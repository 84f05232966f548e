//! Friendship state machine.
//!
//! Each ordered pair of users is in one of three states:
//!
//! ```text
//! NONE --send_request--> REQUEST_SENT --accept_request--> FRIENDS
//!                             |                              |
//!                      reject_request                  remove_friend
//!                             v                              v
//!                           NONE                           NONE
//! ```
//!
//! A pending request is a directed `FRIEND_REQUEST` edge from requester to
//! target. A friendship is a single `FRIEND` edge, written from the smaller to
//! the larger user id. Reads accept an edge in either direction.

use std::collections::BTreeSet;
use std::sync::Arc;
use tracing::{info, instrument};

use social_graph_repository::{EdgeMerge, EdgePattern, EdgeType, GraphStore, NodeRef};
use social_graph_shared::{EventKind, FriendshipStatus, UserId};

use crate::errors::EngineError;
use crate::events::{emit, EventPublisher};
use crate::lookup::{require_present, require_user};

/// The orientation new `FRIEND` edges are written in.
fn friend_endpoints(a: &UserId, b: &UserId) -> (NodeRef, NodeRef) {
    let (low, high) = if a.as_str() <= b.as_str() { (a, b) } else { (b, a) };
    (NodeRef::user(low), NodeRef::user(high))
}

fn friend_edge(from: &UserId, to: &UserId) -> EdgePattern {
    EdgePattern::exact(NodeRef::user(from), EdgeType::Friend, NodeRef::user(to))
}

fn request_edge(from: &UserId, to: &UserId) -> EdgePattern {
    EdgePattern::exact(NodeRef::user(from), EdgeType::FriendRequest, NodeRef::user(to))
}

/// Owns friend requests and friendships.
#[derive(Clone)]
pub struct RelationshipManager {
    store: Arc<dyn GraphStore>,
    publisher: Arc<dyn EventPublisher>,
}

impl RelationshipManager {
    pub fn new(store: Arc<dyn GraphStore>, publisher: Arc<dyn EventPublisher>) -> Self {
        Self { store, publisher }
    }

    fn validate_pair(&self, a: &UserId, b: &UserId) -> Result<(), EngineError> {
        require_present("user id", a.as_str())?;
        require_present("user id", b.as_str())?;
        Ok(())
    }

    async fn require_pair(&self, a: &UserId, b: &UserId) -> Result<(), EngineError> {
        self.validate_pair(a, b)?;
        require_user(self.store.as_ref(), a).await?;
        require_user(self.store.as_ref(), b).await?;
        Ok(())
    }

    async fn edge_exists(&self, pattern: &EdgePattern) -> Result<bool, EngineError> {
        Ok(self.store.count_edges(pattern).await? > 0)
    }

    /// Whether a confirmed friendship exists between `a` and `b`.
    ///
    /// Performs no existence checks; unknown users are simply not friends.
    pub async fn are_friends(&self, a: &UserId, b: &UserId) -> Result<bool, EngineError> {
        if a == b {
            return Ok(false);
        }
        let forward = self.edge_exists(&friend_edge(a, b)).await?;
        Ok(forward || self.edge_exists(&friend_edge(b, a)).await?)
    }

    /// Friendship status between `viewer` and `target`. Symmetric.
    ///
    /// # Returns
    ///
    /// * `Ok(FriendshipStatus::Friends)` - A confirmed friendship exists
    /// * `Ok(FriendshipStatus::RequestSent)` - A request is pending in either direction
    /// * `Ok(FriendshipStatus::None)` - Neither
    /// * `Err(EngineError::NotFound)` - Either user does not exist
    #[instrument(skip(self))]
    pub async fn status(
        &self,
        viewer: &UserId,
        target: &UserId,
    ) -> Result<FriendshipStatus, EngineError> {
        self.require_pair(viewer, target).await?;
        self.status_unchecked(viewer, target).await
    }

    async fn status_unchecked(
        &self,
        viewer: &UserId,
        target: &UserId,
    ) -> Result<FriendshipStatus, EngineError> {
        if viewer == target {
            return Ok(FriendshipStatus::None);
        }
        if self.are_friends(viewer, target).await? {
            return Ok(FriendshipStatus::Friends);
        }
        if self.edge_exists(&request_edge(viewer, target)).await?
            || self.edge_exists(&request_edge(target, viewer)).await?
        {
            return Ok(FriendshipStatus::RequestSent);
        }
        Ok(FriendshipStatus::None)
    }

    /// Send a friend request from `requester` to `target`.
    ///
    /// Fails with `Conflict` when the users are already friends or a request
    /// is already pending in either direction.
    #[instrument(skip(self))]
    pub async fn send_request(
        &self,
        requester: &UserId,
        target: &UserId,
    ) -> Result<FriendshipStatus, EngineError> {
        self.validate_pair(requester, target)?;
        if requester == target {
            return Err(EngineError::validation("cannot send a friend request to yourself"));
        }
        self.require_pair(requester, target).await?;

        if self.are_friends(requester, target).await? {
            return Err(EngineError::conflict(format!(
                "{requester} and {target} are already friends"
            )));
        }
        if self.edge_exists(&request_edge(requester, target)).await? {
            return Err(EngineError::conflict(format!(
                "friend request from {requester} to {target} already sent"
            )));
        }
        if self.edge_exists(&request_edge(target, requester)).await? {
            return Err(EngineError::conflict(format!(
                "{target} already sent a friend request to {requester}"
            )));
        }

        match self
            .store
            .merge_edge(
                &NodeRef::user(requester),
                EdgeType::FriendRequest,
                &NodeRef::user(target),
            )
            .await?
        {
            EdgeMerge::Created => {}
            EdgeMerge::Existed => {
                return Err(EngineError::conflict(format!(
                    "friend request from {requester} to {target} already sent"
                )))
            }
            EdgeMerge::MissingEndpoint => {
                return Err(EngineError::not_found("User", target.as_str()))
            }
        }

        info!(requester = %requester, target = %target, "Friend request sent");
        emit(
            self.publisher.as_ref(),
            EventKind::FriendRequested {
                actor_id: requester.clone(),
                target_id: target.clone(),
            },
        )
        .await;

        Ok(FriendshipStatus::RequestSent)
    }

    /// Accept the pending request `requester -> accepter`.
    ///
    /// The `FRIEND` edge is written before the request is removed, so an
    /// interruption between the two steps leaves the pair as friends with a
    /// stale request that the next accept cleans up.
    #[instrument(skip(self))]
    pub async fn accept_request(
        &self,
        accepter: &UserId,
        requester: &UserId,
    ) -> Result<FriendshipStatus, EngineError> {
        self.require_pair(accepter, requester).await?;

        let pending = request_edge(requester, accepter);
        if !self.edge_exists(&pending).await? {
            return Err(EngineError::not_found(
                "FriendRequest",
                format!("{requester}->{accepter}"),
            ));
        }

        let (low, high) = friend_endpoints(accepter, requester);
        let written = self.store.merge_edge(&low, EdgeType::Friend, &high).await?;
        if !written.is_linked() {
            return Err(EngineError::not_found("User", requester.as_str()));
        }
        self.store.delete_edges(&pending).await?;

        info!(accepter = %accepter, requester = %requester, "Friend request accepted");
        emit(
            self.publisher.as_ref(),
            EventKind::FriendAccepted {
                actor_id: accepter.clone(),
                target_id: requester.clone(),
            },
        )
        .await;

        Ok(FriendshipStatus::Friends)
    }

    /// Reject the pending request `requester -> rejecter`.
    #[instrument(skip(self))]
    pub async fn reject_request(
        &self,
        rejecter: &UserId,
        requester: &UserId,
    ) -> Result<FriendshipStatus, EngineError> {
        self.require_pair(rejecter, requester).await?;

        let deleted = self
            .store
            .delete_edges(&request_edge(requester, rejecter))
            .await?;
        if deleted == 0 {
            return Err(EngineError::not_found(
                "FriendRequest",
                format!("{requester}->{rejecter}"),
            ));
        }

        info!(rejecter = %rejecter, requester = %requester, "Friend request rejected");
        emit(
            self.publisher.as_ref(),
            EventKind::FriendRejected {
                actor_id: rejecter.clone(),
                target_id: requester.clone(),
            },
        )
        .await;

        Ok(FriendshipStatus::None)
    }

    /// End the friendship between `user` and `friend`.
    #[instrument(skip(self))]
    pub async fn remove_friend(
        &self,
        user: &UserId,
        friend: &UserId,
    ) -> Result<FriendshipStatus, EngineError> {
        self.require_pair(user, friend).await?;

        let deleted = if user == friend {
            0
        } else {
            self.store.delete_edges(&friend_edge(user, friend)).await?
                + self.store.delete_edges(&friend_edge(friend, user)).await?
        };
        if deleted == 0 {
            return Err(EngineError::not_found(
                "Friendship",
                format!("{user}<->{friend}"),
            ));
        }

        info!(user = %user, friend = %friend, "Friendship removed");
        emit(
            self.publisher.as_ref(),
            EventKind::FriendRemoved {
                actor_id: user.clone(),
                target_id: friend.clone(),
            },
        )
        .await;

        Ok(FriendshipStatus::None)
    }

    /// Confirmed friends of `user`, ordered by id.
    pub async fn list_friends(&self, user: &UserId) -> Result<Vec<UserId>, EngineError> {
        require_present("user id", user.as_str())?;
        require_user(self.store.as_ref(), user).await?;

        let node = NodeRef::user(user);
        let outgoing = self
            .store
            .query_edges(&EdgePattern::of(EdgeType::Friend).from_node(node.clone()))
            .await?;
        let incoming = self
            .store
            .query_edges(&EdgePattern::of(EdgeType::Friend).to_node(node))
            .await?;

        let friends: BTreeSet<String> = outgoing
            .into_iter()
            .map(|edge| edge.to.id)
            .chain(incoming.into_iter().map(|edge| edge.from.id))
            .filter(|id| id != user.as_str())
            .collect();

        Ok(friends.into_iter().map(UserId::new).collect())
    }

    /// Number of confirmed friends of `user`.
    pub async fn friend_count(&self, user: &UserId) -> Result<u64, EngineError> {
        Ok(self.list_friends(user).await?.len() as u64)
    }
}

> Required action
Up to and including the line with "self.validate_pair(a, b)?;", restate the records above word for word from the very first line.

> Solution to the problem
repository 84f05232966f548e
//! Friendship state machine.
//!
//! Each ordered pair of users is in one of three states:
//!
//! ```text
//! NONE --send_request--> REQUEST_SENT --accept_request--> FRIENDS
//!                             |                              |
//!                      reject_request                  remove_friend
//!                             v                              v
//!                           NONE                           NONE
//! ```
//!
//! A pending request is a directed `FRIEND_REQUEST` edge from requester to
//! target. A friendship is a single `FRIEND` edge, written from the smaller to
//! the larger user id. Reads accept an edge in either direction.

use std::collections::BTreeSet;
use std::sync::Arc;
use tracing::{info, instrument};

use social_graph_repository::{EdgeMerge, EdgePattern, EdgeType, GraphStore, NodeRef};
use social_graph_shared::{EventKind, FriendshipStatus, UserId};

use crate::errors::EngineError;
use crate::events::{emit, EventPublisher};
use crate::lookup::{require_present, require_user};

/// The orientation new `FRIEND` edges are written in.
fn friend_endpoints(a: &UserId, b: &UserId) -> (NodeRef, NodeRef) {
    let (low, high) = if a.as_str() <= b.as_str() { (a, b) } else { (b, a) };
    (NodeRef::user(low), NodeRef::user(high))
}

fn friend_edge(from: &UserId, to: &UserId) -> EdgePattern {
    EdgePattern::exact(NodeRef::user(from), EdgeType::Friend, NodeRef::user(to))
}

fn request_edge(from: &UserId, to: &UserId) -> EdgePattern {
    EdgePattern::exact(NodeRef::user(from), EdgeType::FriendRequest, NodeRef::user(to))
}

/// Owns friend requests and friendships.
#[derive(Clone)]
pub struct RelationshipManager {
    store: Arc<dyn GraphStore>,
    publisher: Arc<dyn EventPublisher>,
}

impl RelationshipManager {
    pub fn new(store: Arc<dyn GraphStore>, publisher: Arc<dyn EventPublisher>) -> Self {
        Self { store, publisher }
    }

    fn validate_pair(&self, a: &UserId, b: &UserId) -> Result<(), EngineError> {
        require_present("user id", a.as_str())?;
        require_present("user id", b.as_str())?;
        Ok(())
    }

    async fn require_pair(&self, a: &UserId, b: &UserId) -> Result<(), EngineError> {
        self.validate_pair(a, b)?;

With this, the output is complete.